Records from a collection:
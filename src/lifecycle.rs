use crate::models::config::ProvisionerConfig;
use crate::models::environment::EnvStatus;
use crate::naming::sanitize;
use crate::provisioner::{ProvisionScript, Provisioner};
use serde::{Deserialize, Serialize};
use std::sync::Arc;
use std::time::Duration;
use tracing::{error, info, warn};

/// Body of a creation request. Only the name is required; the optional
/// parameters are passed through to the create script verbatim when present,
/// with defaulting left entirely to the script.
#[derive(Debug, Clone, Default, Deserialize)]
#[serde(rename_all = "camelCase", default)]
pub struct CreateRequest {
    pub name: String,
    pub region: Option<String>,
    pub node_count: Option<u32>,
    pub node_size: Option<String>,
    pub tags: Option<String>,
}

/// Structured result of a create or delete run. Either success with the
/// script's stdout, or failure with its error text; no partial-success state
/// is modeled.
#[derive(Debug, Clone, Serialize)]
#[serde(rename_all = "camelCase")]
pub struct ProvisionOutcome {
    pub success: bool,
    pub name: String,
    pub message: String,
    pub raw_output: String,
}

/// Result of the deep check script, always produced. Any failure collapses
/// into `Unknown` plus the error text rather than an error response.
#[derive(Debug, Clone, Serialize)]
pub struct StatusCheck {
    pub name: String,
    pub status: EnvStatus,
    #[serde(skip_serializing_if = "Option::is_none")]
    pub details: Option<String>,
    #[serde(skip_serializing_if = "Option::is_none")]
    pub error: Option<String>,
}

/// Orchestrates create/delete/check requests: sanitizes names, invokes the
/// provisioning scripts, and shapes their raw output into structured
/// outcomes. Writes nothing itself; the scripts own the metadata files.
pub struct LifecycleCoordinator {
    provisioner: Arc<dyn Provisioner>,
    config: ProvisionerConfig,
}

impl LifecycleCoordinator {
    pub fn new(provisioner: Arc<dyn Provisioner>, config: ProvisionerConfig) -> Self {
        Self {
            provisioner,
            config,
        }
    }

    pub async fn create(&self, request: &CreateRequest) -> ProvisionOutcome {
        let name = sanitize(&request.name);

        let mut args = vec!["--name".to_string(), name.clone()];
        if let Some(region) = &request.region {
            args.extend(["--region".to_string(), region.clone()]);
        }
        if let Some(node_count) = request.node_count {
            args.extend(["--node-count".to_string(), node_count.to_string()]);
        }
        if let Some(node_size) = &request.node_size {
            args.extend(["--node-size".to_string(), node_size.clone()]);
        }
        if let Some(tags) = &request.tags {
            args.extend(["--tags".to_string(), tags.clone()]);
        }

        self.run(
            ProvisionScript::Create,
            args,
            self.config.create_timeout,
            &name,
            format!("Environment {name} created successfully"),
        )
        .await
    }

    pub async fn delete(&self, name: &str, force: bool) -> ProvisionOutcome {
        let name = sanitize(name);

        let mut args = vec!["--name".to_string(), name.clone()];
        if force {
            args.push("--force".to_string());
        }

        self.run(
            ProvisionScript::Delete,
            args,
            self.config.delete_timeout,
            &name,
            format!("Environment {name} deletion initiated"),
        )
        .await
    }

    /// Best-effort deep check. Never fails the caller: any script problem
    /// degrades to `Unknown` with the error text attached.
    pub async fn check(&self, name: &str) -> StatusCheck {
        let name = sanitize(name);
        let args = vec!["--name".to_string(), name.clone()];

        match self
            .provisioner
            .invoke(ProvisionScript::Check, &args, self.config.check_timeout)
            .await
        {
            Ok(output) if output.success() => StatusCheck {
                name,
                status: EnvStatus::Running,
                details: Some(output.stdout),
                error: None,
            },
            Ok(output) => StatusCheck {
                name,
                status: EnvStatus::Unknown,
                details: None,
                error: Some(error_text(&output.stdout, &output.stderr)),
            },
            Err(e) => StatusCheck {
                name,
                status: EnvStatus::Unknown,
                details: None,
                error: Some(format!("{e:#}")),
            },
        }
    }

    async fn run(
        &self,
        script: ProvisionScript,
        args: Vec<String>,
        timeout: Duration,
        name: &str,
        success_message: String,
    ) -> ProvisionOutcome {
        info!("🚀 Running {} for environment {name}", script.file_name());

        match self.provisioner.invoke(script, &args, timeout).await {
            Ok(output) if output.success() => {
                // Stderr on a clean exit is advisory only.
                if !output.stderr.trim().is_empty() {
                    warn!(
                        "⚠️  {} warnings for {name}: {}",
                        script.file_name(),
                        output.stderr.trim()
                    );
                }
                info!("✅ {} finished for environment {name}", script.file_name());
                ProvisionOutcome {
                    success: true,
                    name: name.to_string(),
                    message: success_message,
                    raw_output: output.stdout,
                }
            }
            Ok(output) => {
                let text = error_text(&output.stdout, &output.stderr);
                error!(
                    "❌ {} failed for {name} with exit code {}: {text}",
                    script.file_name(),
                    output.exit_code
                );
                ProvisionOutcome {
                    success: false,
                    name: name.to_string(),
                    message: format!("{} failed: {text}", script.file_name()),
                    raw_output: output.stdout,
                }
            }
            Err(e) => {
                error!("❌ {} failed for {name}: {e:#}", script.file_name());
                ProvisionOutcome {
                    success: false,
                    name: name.to_string(),
                    message: format!("{} failed: {e:#}", script.file_name()),
                    raw_output: String::new(),
                }
            }
        }
    }
}

fn error_text(stdout: &str, stderr: &str) -> String {
    if stderr.trim().is_empty() {
        stdout.trim().to_string()
    } else {
        stderr.trim().to_string()
    }
}

#[cfg(test)]
mod tests {
    use super::*;
    use crate::provisioner::ScriptOutput;
    use anyhow::{Result, anyhow};
    use async_trait::async_trait;
    use std::sync::Mutex;

    struct FakeProvisioner {
        /// Outcome for the next invocation; `None` simulates a timeout.
        output: Option<ScriptOutput>,
        calls: Mutex<Vec<(ProvisionScript, Vec<String>)>>,
    }

    impl FakeProvisioner {
        fn succeeding(stdout: &str, stderr: &str) -> Self {
            Self::with_exit(stdout, stderr, 0)
        }

        fn with_exit(stdout: &str, stderr: &str, exit_code: i32) -> Self {
            Self {
                output: Some(ScriptOutput {
                    stdout: stdout.to_string(),
                    stderr: stderr.to_string(),
                    exit_code,
                }),
                calls: Mutex::new(vec![]),
            }
        }

        fn timing_out() -> Self {
            Self {
                output: None,
                calls: Mutex::new(vec![]),
            }
        }

        fn last_call(&self) -> (ProvisionScript, Vec<String>) {
            self.calls.lock().unwrap().last().cloned().unwrap()
        }
    }

    #[async_trait]
    impl Provisioner for FakeProvisioner {
        async fn invoke(
            &self,
            script: ProvisionScript,
            args: &[String],
            _timeout: Duration,
        ) -> Result<ScriptOutput> {
            self.calls.lock().unwrap().push((script, args.to_vec()));
            self.output
                .clone()
                .ok_or_else(|| anyhow!("create_env.sh timed out after 1800s"))
        }
    }

    fn coordinator(provisioner: Arc<FakeProvisioner>) -> LifecycleCoordinator {
        LifecycleCoordinator::new(provisioner, ProvisionerConfig::default())
    }

    #[tokio::test]
    async fn test_create_passes_optional_flags_when_present() {
        let fake = Arc::new(FakeProvisioner::succeeding("done", ""));
        let outcome = coordinator(fake.clone())
            .create(&CreateRequest {
                name: "Demo Env".to_string(),
                region: Some("eastus".to_string()),
                node_count: Some(3),
                node_size: None,
                tags: Some("team=qa".to_string()),
            })
            .await;

        assert!(outcome.success);
        assert_eq!(outcome.name, "demo-env");
        assert_eq!(outcome.raw_output, "done");

        let (script, args) = fake.last_call();
        assert_eq!(script, ProvisionScript::Create);
        assert_eq!(
            args,
            vec![
                "--name",
                "demo-env",
                "--region",
                "eastus",
                "--node-count",
                "3",
                "--tags",
                "team=qa"
            ]
        );
    }

    #[tokio::test]
    async fn test_create_omits_absent_options() {
        let fake = Arc::new(FakeProvisioner::succeeding("", ""));
        coordinator(fake.clone())
            .create(&CreateRequest {
                name: "demo".to_string(),
                ..CreateRequest::default()
            })
            .await;

        let (_, args) = fake.last_call();
        assert_eq!(args, vec!["--name", "demo"]);
    }

    #[tokio::test]
    async fn test_create_stderr_on_success_is_advisory() {
        let fake = Arc::new(FakeProvisioner::succeeding("ok", "WARNING: quota low"));
        let outcome = coordinator(fake)
            .create(&CreateRequest {
                name: "demo".to_string(),
                ..CreateRequest::default()
            })
            .await;

        assert!(outcome.success);
        assert_eq!(outcome.raw_output, "ok");
    }

    #[tokio::test]
    async fn test_create_nonzero_exit_surfaces_error_text() {
        let fake = Arc::new(FakeProvisioner::with_exit("partial", "quota exceeded", 1));
        let outcome = coordinator(fake)
            .create(&CreateRequest {
                name: "demo".to_string(),
                ..CreateRequest::default()
            })
            .await;

        assert!(!outcome.success);
        assert!(outcome.message.contains("quota exceeded"));
        assert_eq!(outcome.raw_output, "partial");
    }

    #[tokio::test]
    async fn test_create_timeout_is_failure() {
        let fake = Arc::new(FakeProvisioner::timing_out());
        let outcome = coordinator(fake)
            .create(&CreateRequest {
                name: "demo".to_string(),
                ..CreateRequest::default()
            })
            .await;

        assert!(!outcome.success);
        assert!(outcome.message.contains("timed out"));
    }

    #[tokio::test]
    async fn test_delete_sanitizes_and_appends_force() {
        let fake = Arc::new(FakeProvisioner::succeeding("gone", ""));
        let outcome = coordinator(fake.clone()).delete("Demo Env", true).await;

        assert!(outcome.success);
        assert_eq!(outcome.name, "demo-env");

        let (script, args) = fake.last_call();
        assert_eq!(script, ProvisionScript::Delete);
        assert_eq!(args, vec!["--name", "demo-env", "--force"]);
    }

    #[tokio::test]
    async fn test_delete_without_force() {
        let fake = Arc::new(FakeProvisioner::succeeding("gone", ""));
        coordinator(fake.clone()).delete("demo", false).await;

        let (_, args) = fake.last_call();
        assert_eq!(args, vec!["--name", "demo"]);
    }

    #[tokio::test]
    async fn test_check_success_reports_details() {
        let fake = Arc::new(FakeProvisioner::succeeding("all pods ready", ""));
        let check = coordinator(fake).check("demo").await;

        assert_eq!(check.status, EnvStatus::Running);
        assert_eq!(check.details.as_deref(), Some("all pods ready"));
        assert!(check.error.is_none());
    }

    #[tokio::test]
    async fn test_check_failure_degrades_to_unknown() {
        let fake = Arc::new(FakeProvisioner::timing_out());
        let check = coordinator(fake).check("demo").await;

        assert_eq!(check.status, EnvStatus::Unknown);
        assert!(check.details.is_none());
        assert!(check.error.unwrap().contains("timed out"));
    }
}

- THE TASK:
Only lines of the data holding the word "push" go in the answer. Please copy each of them.

- OUTPUT FOR THIS TASK:
            args.push("--force".to_string());
            self.calls.lock().unwrap().push((script, args.to_vec()));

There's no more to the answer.